(Saved data entries)
use std::path::Path;

use chrono::{DateTime, SecondsFormat, Utc};
use serde::{Deserialize, Serialize};
use serde_json::Value;

use crate::error::ContentError;
use crate::meta::PostMeta;

/// Listing data for the blog index page.
#[derive(Debug, Clone, PartialEq, Eq, Serialize, Deserialize)]
#[serde(rename_all = "camelCase")]
pub struct PostIndex {
    pub posts: Vec<PostMeta>,
    pub last_updated: String,
}

impl PostIndex {
    /// Posts newest first. Posts without a publish date sort last; ties keep
    /// their input order.
    pub fn new(mut posts: Vec<PostMeta>, now: DateTime<Utc>) -> Self {
        posts.sort_by(|a, b| b.published_at.cmp(&a.published_at));
        Self {
            posts,
            last_updated: now.to_rfc3339_opts(SecondsFormat::Millis, true),
        }
    }

    /// Build from raw page objects, skipping (and logging) any that lack an id.
    pub fn from_pages(pages: &[Value], now: DateTime<Utc>) -> Self {
        let posts = pages
            .iter()
            .filter_map(|page| match PostMeta::from_page(page) {
                Ok(meta) => {
                    tracing::debug!(slug = %meta.slug, title = %meta.title, "indexed post");
                    Some(meta)
                }
                Err(e) => {
                    tracing::warn!(error = %e, "skipping page");
                    None
                }
            })
            .collect();
        Self::new(posts, now)
    }

    pub fn find(&self, slug: &str) -> Option<&PostMeta> {
        crate::meta::find_by_slug(&self.posts, slug)
    }

    pub fn save(&self, path: impl AsRef<Path>) -> Result<(), ContentError> {
        let path = path.as_ref();
        let io_err = |source| ContentError::Io {
            path: path.display().to_string(),
            source,
        };
        if let Some(parent) = path.parent().filter(|p| !p.as_os_str().is_empty()) {
            std::fs::create_dir_all(parent).map_err(io_err)?;
        }
        let json = serde_json::to_string_pretty(self).map_err(ContentError::Encode)?;
        std::fs::write(path, json).map_err(io_err)
    }
}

EXERCISE INSTRUCTIONS — Look through the records for the string "skipping". Copy every line that has it.

ANSWER —
    /// Build from raw page objects, skipping (and logging) any that lack an id.
                    tracing::warn!(error = %e, "skipping page");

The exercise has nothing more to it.